I always felt with him that when he was younger he just doesn't see us, his very bright parents, as adequate authorities on anything. haha!!
Posted By: KADmom Re: Asking "why" - 01/27/14 01:40 PM
DS12 also ate hunks out of his books. There goes that theory. wink
Posted By: Nautigal Re: Asking "why" - 01/27/14 06:18 PM
Originally Posted by HowlerKarma
With our DD it was "If you give {DD} an explanation..."

Yes! We do, indeed, have this problem. We inexplicably find ourselves making muffins or painting things for no apparent reason. It's the Rube Goldberg theory of children, I believe.

Quote
Adults are seldom comfortable saying "I don't know" to children.

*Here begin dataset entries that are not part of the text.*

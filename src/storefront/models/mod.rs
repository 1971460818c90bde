//! # Models Module
//!
//! Plain data holders: lots, observable collections, checkout order state
//! and the header menu configuration.

pub mod header;
pub mod lot;
pub mod observable;
pub mod order;

pub use header::{default_header_items, Header, HeaderItem, HeaderTag};
pub use lot::{parse_datetime, Lot, LotStatus};
pub use observable::{CollectionScope, LotCollection, Model};
pub use order::{is_valid_email, is_valid_phone, OrderRequest, OrderState};
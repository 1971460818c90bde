//! # Views Module
//!
//! Views own node subtrees and write model data into them. Controllers
//! compose their containers into a page which the terminal renderer draws.

pub mod actions;
pub mod basket;
pub mod catalog;
pub mod component;
pub mod format;
pub mod header;
pub mod layout;
pub mod lot;
pub mod modal;
pub mod node;
pub mod order_form;
pub mod templates;
pub mod terminal_renderer;

pub use actions::UiAction;
pub use basket::BasketView;
pub use catalog::CatalogView;
pub use component::Component;
pub use header::HeaderView;
pub use layout::{layout, Focusable, LineStyle, PageLayout, ScreenLine};
pub use lot::{LotBasketRowView, LotCardView, LotDetailView, LotSoldRowView};
pub use modal::ModalView;
pub use node::Node;
pub use order_form::{OrderFormData, OrderFormView};
pub use terminal_renderer::{TerminalRenderer, ViewRenderer};
//! Basket row for a closed lot that can be selected for checkout

use crate::storefront::models::Lot;
use crate::storefront::views::format::format_amount;
use crate::storefront::views::{templates, Component, Node, UiAction};

pub struct LotSoldRowView {
    container: Node,
}

impl LotSoldRowView {
    pub fn new() -> Self {
        Self {
            container: templates::sold_row(),
        }
    }

    pub fn set_selected(&mut self, selected: bool) {
        self.container
            .update("bid__selector-input", |checkbox| checkbox.set_checked(selected));
    }

    /// Render `lot` with its checkbox reflecting `selected`
    pub fn render_selected(&mut self, lot: &Lot, selected: bool) -> Node {
        self.apply(lot);
        self.set_selected(selected);
        self.container.clone()
    }
}

impl Default for LotSoldRowView {
    fn default() -> Self {
        Self::new()
    }
}

impl Component<Lot> for LotSoldRowView {
    fn container(&self) -> &Node {
        &self.container
    }

    fn apply(&mut self, lot: &Lot) {
        let toggle = UiAction::ToggleSelection { id: lot.id.clone() };
        self.container
            .update("bid__selector-input", |checkbox| checkbox.set_action(toggle));
        self.container
            .update("bid__title", |el| el.set_text(&lot.title));
        self.container
            .update("bid__amount", |el| el.set_text(format_amount(lot.price)));
        self.container
            .update("bid__image", |el| el.set_image(&lot.image, Some(&lot.title)));
    }
}

#[cfg(test)]
mod tests {
    use super::*;
    use crate::storefront::models::LotStatus;

    fn sold() -> Lot {
        Lot {
            id: "c1".to_string(),
            title: "Картина".to_string(),
            image: "https://cdn/painting.png".to_string(),
            status: LotStatus::Closed,
            price: 1200,
            ..Lot::default()
        }
    }

    #[test]
    fn checkbox_should_toggle_its_lot() {
        let node = LotSoldRowView::new().render_selected(&sold(), true);
        let checkbox = node.find("bid__selector-input").unwrap();

        assert!(checkbox.is_checked());
        assert_eq!(
            checkbox.action(),
            Some(&UiAction::ToggleSelection {
                id: "c1".to_string()
            })
        );
        assert_eq!(node.find("bid__amount").unwrap().text(), "1\u{a0}200");
    }

    #[test]
    fn image_alt_should_be_title() {
        let node = LotSoldRowView::new().render(Some(&sold()));
        let image = node.find("bid__image").unwrap();

        assert_eq!(image.attr("src"), Some("https://cdn/painting.png"));
        assert_eq!(image.attr("alt"), Some("Картина"));
        assert!(!image.is_checked());
    }
}
//! # UI Actions
//!
//! What happens when the operator activates a node. A node holds at most one
//! action, so re-rendering a view replaces bindings instead of stacking them.

use crate::storefront::events::{BasketTab, OrderField, StoreEvent};

#[derive(Debug, Clone, PartialEq)]
pub enum UiAction {
    /// Publish the event on the bus as is
    Emit(StoreEvent),
    /// Basket tab selector
    SelectTab(BasketTab),
    /// Closed-lot checkbox in the basket
    ToggleSelection { id: String },
    /// Basket checkout button
    Checkout,
    /// Bid amount input in the lot detail view
    BidInput,
    /// Bid form submit button
    SubmitBid,
    /// Checkout form text input
    OrderInput(OrderField),
    /// Checkout form submit button
    SubmitOrder,
    /// Dismiss the modal overlay
    CloseModal,
    /// Fetch the catalog again after a failed load
    ReloadCatalog,
}

impl UiAction {
    /// Whether the node accepts typed text rather than activation
    pub fn is_text_input(&self) -> bool {
        matches!(self, UiAction::BidInput | UiAction::OrderInput(_))
    }
}

#[cfg(test)]
mod tests {
    use super::*;

    #[test]
    fn only_inputs_should_accept_text() {
        assert!(UiAction::BidInput.is_text_input());
        assert!(UiAction::OrderInput(OrderField::Phone).is_text_input());
        assert!(!UiAction::Checkout.is_text_input());
        assert!(!UiAction::Emit(StoreEvent::BasketOpen).is_text_input());
    }
}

Really? That's practically the only answer I ever manage to come up with! Followed by "why don't you look it up"?
Posted By: Mk13 Re: Asking "why" - 01/27/14 07:16 PM
Aside from the endless questions, Do any of your kids have the constant need to comment on everything? DS5.5 is always commenting on everything he does, analyzes everything he sees on tv or what'a happening in his games, he just cannot stay quiet for 5 seconds. He even admits to it saying "no mommy. I can't stay quiet. I have so much to say!" It doesn't matter if it's a cartoon, his homework, him playing with favorite toys, he keeps on talking and talking and talking!
Posted By: aquinas Re: Asking "why" - 01/27/14 07:34 PM
Originally Posted by Mk13
Aside from the endless questions, Do any of your kids have the constant need to comment on everything? DS5.5 is always commenting on everything he does, analyzes everything he sees on tv or what'a happening in his games, he just cannot stay quiet for 5 seconds. He even admits to it saying "no mommy. I can't stay quiet. I have so much to say!" It doesn't matter if it's a cartoon, his homework, him playing with favorite toys, he keeps on talking and talking and talking!

Yes. We're a family of talkers, save for DH.
Posted By: Twinkiestwice Re: Asking "why" - 01/28/14 03:07 AM
No. The two who ask why also talk all the time. The two who don't ask why, also don't talk and are the mist like myself personality wise. We go shopping together and its enjoyable because we all can drift and daydream and not have to talk. Extrovert is exhausting for me, and my two boys who seem to have extroverted intuition want to talk about their observations. My two who don't ask questions just want to day dream. They are also oblivious to their environment. I can shop for Christmas with my daughter with me. I just point to something and ask her a question, and stick stuff in the cart. This is a description of introverted intuition. Introverted intuition can look aloof and daydreamy. Lol.